Dataset records
//! Public Twine models.
//!
//! Models are the primary public interface of this crate.
//!
//! # Model structure
//!
//! Each model lives in its own module and contains an internal `core` submodule
//! where the actual computation and domain logic lives. The `core` module is an
//! implementation detail; the types callers need are re-exported by the model
//! module itself.
//!
//! The [`twine_core::Model`] implementation is a thin adapter that delegates to
//! the model-specific core API.

pub mod flow;
//! Supporting utilities shared by the models in this crate.
//!
//! These modules are public because they are useful on their own, but their
//! APIs are not yet stable.

pub mod constraint;
pub mod gas;
pub mod observe;
pub mod quadrature;
pub mod root;
pub mod units;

**About this task**
Your reply must be a faithful copy of each entry above.

**Written solution**
//! Public Twine models.
//!
//! Models are the primary public interface of this crate.
//!
//! # Model structure
//!
//! Each model lives in its own module and contains an internal `core` submodule
//! where the actual computation and domain logic lives. The `core` module is an
//! implementation detail; the types callers need are re-exported by the model
//! module itself.
//!
//! The [`twine_core::Model`] implementation is a thin adapter that delegates to
//! the model-specific core API.

pub mod flow;
//! Supporting utilities shared by the models in this crate.
//!
//! These modules are public because they are useful on their own, but their
//! APIs are not yet stable.

pub mod constraint;
pub mod gas;
pub mod observe;
pub mod quadrature;
pub mod root;
pub mod units;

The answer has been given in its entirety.